*** Opening Record extracts ***

#[derive(Debug, Clone, PartialEq, Eq, Serialize, Deserialize)]
#[serde(tag = "kind", rename_all = "snake_case")]
pub enum Relation {
    /// This model holds `foreign_key`, pointing at `owner_key` on the target.
    BelongsTo { target: String, foreign_key: String, owner_key: String },
    /// The target holds `foreign_key`, pointing at `local_key` on this model.
    HasMany { target: String, foreign_key: String, local_key: String },
    /// Inverse side of a polymorphic relation: the target holds `type_column` / `id_column`, and rows
    /// belong to this model when `type_column` carries this model's marker.
    MorphMany { target: String, type_column: String, id_column: String, local_key: String },
    /// This model holds `type_column` / `id_column`; the target model varies per row.
    MorphTo { type_column: String, id_column: String, candidates: Vec<String> },
}

impl Relation {
    pub fn belongs_to(target: impl Into<String>, foreign_key: impl Into<String>) -> Self {
        Relation::BelongsTo { target: target.into(), foreign_key: foreign_key.into(), owner_key: "id".into() }
    }

    pub fn has_many(target: impl Into<String>, foreign_key: impl Into<String>) -> Self {
        Relation::HasMany { target: target.into(), foreign_key: foreign_key.into(), local_key: "id".into() }
    }

    /// `name` is the morph name; columns default to `{name}_type` / `{name}_id`.
    pub fn morph_many(target: impl Into<String>, name: &str) -> Self {
        Relation::MorphMany { target: target.into(), type_column: format!("{name}_type"), id_column: format!("{name}_id"), local_key: "id".into() }
    }

    /// Columns default to `{name}_type` / `{name}_id`.
    pub fn morph_to<I, S>(name: &str, candidates: I) -> Self
    where
        I: IntoIterator<Item = S>,
        S: Into<String>,
    {
        Relation::MorphTo {
            type_column: format!("{name}_type"),
            id_column: format!("{name}_id"),
            candidates: candidates.into_iter().map(Into::into).collect(),
        }
    }

    pub fn is_polymorphic(&self) -> bool { matches!(self, Relation::MorphTo { .. }) }

    /// Models this relation may point at.
    pub fn targets(&self) -> Vec<&str> {
        match self {
            Relation::BelongsTo { target, .. } | Relation::HasMany { target, .. } | Relation::MorphMany { target, .. } => vec![target.as_str()],
            Relation::MorphTo { candidates, .. } => candidates.iter().map(String::as_str).collect(),
        }
    }
}

/// Schema view of one model.
#[derive(Debug, Clone, PartialEq, Eq, Serialize, Deserialize)]
pub struct ModelDescriptor {
    name: String,
    table: String,
    #[serde(default = "default_primary_key")]
    primary_key: String,
    #[serde(default)]
    fields: BTreeMap<String, FieldSpec>,
    #[serde(default)]
    relations: BTreeMap<String, Relation>,
}

fn default_primary_key() -> String { "id".to_string() }
use std::str::FromStr;

use serde::{Deserialize, Serialize};
use tracing::warn;

/// Resolver behaviour.
#[derive(Debug, Clone, PartialEq, Eq, Serialize, Deserialize)]
#[serde(default)]
pub struct ResolverConfig {
    /// Skip fields that fail validation instead of returning the error.
    pub silent: bool,
    /// Deepest relation / operator nesting accepted in a request.
    pub max_depth: usize,
    /// Query-string parameter that holds the filter request.
    pub root_key: String,
}

impl Default for ResolverConfig {
    fn default() -> Self { Self { silent: false, max_depth: 16, root_key: "filters".to_string() } }
}

impl ResolverConfig {
    pub fn strict() -> Self { Self::default() }

    pub fn silent() -> Self { Self { silent: true, ..Self::default() } }

    pub fn with_max_depth(mut self, max_depth: usize) -> Self {
        self.max_depth = max_depth;
        self
    }

    /// Defaults overridden by `NESTQL_SILENT`, `NESTQL_MAX_DEPTH` and `NESTQL_ROOT_KEY`.
    pub fn from_env() -> Self {
        let mut config = Self::default();
        if let Ok(silent) = std::env::var("NESTQL_SILENT") {
            config.silent = matches!(silent.to_ascii_lowercase().as_str(), "1" | "true" | "yes" | "on");
        }
        if let Ok(depth) = std::env::var("NESTQL_MAX_DEPTH") {
            match usize::from_str(&depth) {
                Ok(depth) => config.max_depth = depth,
                Err(_) => warn!(value = %depth, "ignoring invalid NESTQL_MAX_DEPTH"),
            }
        }
        if let Ok(root_key) = std::env::var("NESTQL_ROOT_KEY") {
            config.root_key = root_key;
        }
        config
    }
}
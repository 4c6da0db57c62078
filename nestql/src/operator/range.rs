use super::{invalid_operand, Compare, Operator, BETWEEN, GT, GTE, LT, LTE, NOT_BETWEEN};
use crate::ast::{ComparisonOperator, Literal, Predicate};
use crate::error::ValidationError;

/// `$between` / `$notBetween`, composed from the lower and upper bound comparisons.
pub struct Range {
    negated: bool,
}

impl Range {
    pub const fn between() -> Self { Self { negated: false } }
    pub const fn not_between() -> Self { Self { negated: true } }
}

impl Operator for Range {
    fn token(&self) -> &str {
        if self.negated {
            NOT_BETWEEN
        } else {
            BETWEEN
        }
    }

    fn build(&self, column: &str, values: &[Literal]) -> Result<Predicate, ValidationError> {
        let [lower, upper] = values else {
            return Err(invalid_operand(self.token(), format!("expected exactly 2 values, got {}", values.len())));
        };
        if self.negated {
            let below = Compare::new(LT, ComparisonOperator::LessThan).build(column, std::slice::from_ref(lower))?;
            let above = Compare::new(GT, ComparisonOperator::GreaterThan).build(column, std::slice::from_ref(upper))?;
            Ok(below.or(above))
        } else {
            let from = Compare::new(GTE, ComparisonOperator::GreaterThanOrEqual).build(column, std::slice::from_ref(lower))?;
            let to = Compare::new(LTE, ComparisonOperator::LessThanOrEqual).build(column, std::slice::from_ref(upper))?;
            Ok(from.and(to))
        }
    }
}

*** Closing Record extracts ***

= Required work =
Output the lines above verbatim and in full.

= Exercise solution =
#[derive(Debug, Clone, PartialEq, Eq, Serialize, Deserialize)]
#[serde(tag = "kind", rename_all = "snake_case")]
pub enum Relation {
    /// This model holds `foreign_key`, pointing at `owner_key` on the target.
    BelongsTo { target: String, foreign_key: String, owner_key: String },
    /// The target holds `foreign_key`, pointing at `local_key` on this model.
    HasMany { target: String, foreign_key: String, local_key: String },
    /// Inverse side of a polymorphic relation: the target holds `type_column` / `id_column`, and rows
    /// belong to this model when `type_column` carries this model's marker.
    MorphMany { target: String, type_column: String, id_column: String, local_key: String },
    /// This model holds `type_column` / `id_column`; the target model varies per row.
    MorphTo { type_column: String, id_column: String, candidates: Vec<String> },
}

impl Relation {
    pub fn belongs_to(target: impl Into<String>, foreign_key: impl Into<String>) -> Self {
        Relation::BelongsTo { target: target.into(), foreign_key: foreign_key.into(), owner_key: "id".into() }
    }

    pub fn has_many(target: impl Into<String>, foreign_key: impl Into<String>) -> Self {
        Relation::HasMany { target: target.into(), foreign_key: foreign_key.into(), local_key: "id".into() }
    }

    /// `name` is the morph name; columns default to `{name}_type` / `{name}_id`.
    pub fn morph_many(target: impl Into<String>, name: &str) -> Self {
        Relation::MorphMany { target: target.into(), type_column: format!("{name}_type"), id_column: format!("{name}_id"), local_key: "id".into() }
    }

    /// Columns default to `{name}_type` / `{name}_id`.
    pub fn morph_to<I, S>(name: &str, candidates: I) -> Self
    where
        I: IntoIterator<Item = S>,
        S: Into<String>,
    {
        Relation::MorphTo {
            type_column: format!("{name}_type"),
            id_column: format!("{name}_id"),
            candidates: candidates.into_iter().map(Into::into).collect(),
        }
    }

    pub fn is_polymorphic(&self) -> bool { matches!(self, Relation::MorphTo { .. }) }

    /// Models this relation may point at.
    pub fn targets(&self) -> Vec<&str> {
        match self {
            Relation::BelongsTo { target, .. } | Relation::HasMany { target, .. } | Relation::MorphMany { target, .. } => vec![target.as_str()],
            Relation::MorphTo { candidates, .. } => candidates.iter().map(String::as_str).collect(),
        }
    }
}

/// Schema view of one model.
#[derive(Debug, Clone, PartialEq, Eq, Serialize, Deserialize)]
pub struct ModelDescriptor {
    name: String,
    table: String,
    #[serde(default = "default_primary_key")]
    primary_key: String,
    #[serde(default)]
    fields: BTreeMap<String, FieldSpec>,
    #[serde(default)]
    relations: BTreeMap<String, Relation>,
}

fn default_primary_key() -> String { "id".to_string() }
use std::str::FromStr;

use serde::{Deserialize, Serialize};
use tracing::warn;

/// Resolver behaviour.
#[derive(Debug, Clone, PartialEq, Eq, Serialize, Deserialize)]
#[serde(default)]
pub struct ResolverConfig {
    /// Skip fields that fail validation instead of returning the error.
    pub silent: bool,
    /// Deepest relation / operator nesting accepted in a request.
    pub max_depth: usize,
    /// Query-string parameter that holds the filter request.
    pub root_key: String,
}

impl Default for ResolverConfig {
    fn default() -> Self { Self { silent: false, max_depth: 16, root_key: "filters".to_string() } }
}

impl ResolverConfig {
    pub fn strict() -> Self { Self::default() }

    pub fn silent() -> Self { Self { silent: true, ..Self::default() } }

    pub fn with_max_depth(mut self, max_depth: usize) -> Self {
        self.max_depth = max_depth;
        self
    }

    /// Defaults overridden by `NESTQL_SILENT`, `NESTQL_MAX_DEPTH` and `NESTQL_ROOT_KEY`.
    pub fn from_env() -> Self {
        let mut config = Self::default();
        if let Ok(silent) = std::env::var("NESTQL_SILENT") {
            config.silent = matches!(silent.to_ascii_lowercase().as_str(), "1" | "true" | "yes" | "on");
        }
        if let Ok(depth) = std::env::var("NESTQL_MAX_DEPTH") {
            match usize::from_str(&depth) {
                Ok(depth) => config.max_depth = depth,
                Err(_) => warn!(value = %depth, "ignoring invalid NESTQL_MAX_DEPTH"),
            }
        }
        if let Ok(root_key) = std::env::var("NESTQL_ROOT_KEY") {
            config.root_key = root_key;
        }
        config
    }
}
repository 4c6da0db57c62078
filename nestql/src/operator/range.rs
use super::{invalid_operand, Compare, Operator, BETWEEN, GT, GTE, LT, LTE, NOT_BETWEEN};
use crate::ast::{ComparisonOperator, Literal, Predicate};
use crate::error::ValidationError;

/// `$between` / `$notBetween`, composed from the lower and upper bound comparisons.
pub struct Range {
    negated: bool,
}

impl Range {
    pub const fn between() -> Self { Self { negated: false } }
    pub const fn not_between() -> Self { Self { negated: true } }
}

impl Operator for Range {
    fn token(&self) -> &str {
        if self.negated {
            NOT_BETWEEN
        } else {
            BETWEEN
        }
    }

    fn build(&self, column: &str, values: &[Literal]) -> Result<Predicate, ValidationError> {
        let [lower, upper] = values else {
            return Err(invalid_operand(self.token(), format!("expected exactly 2 values, got {}", values.len())));
        };
        if self.negated {
            let below = Compare::new(LT, ComparisonOperator::LessThan).build(column, std::slice::from_ref(lower))?;
            let above = Compare::new(GT, ComparisonOperator::GreaterThan).build(column, std::slice::from_ref(upper))?;
            Ok(below.or(above))
        } else {
            let from = Compare::new(GTE, ComparisonOperator::GreaterThanOrEqual).build(column, std::slice::from_ref(lower))?;
            let to = Compare::new(LTE, ComparisonOperator::LessThanOrEqual).build(column, std::slice::from_ref(upper))?;
            Ok(from.and(to))
        }
    }
}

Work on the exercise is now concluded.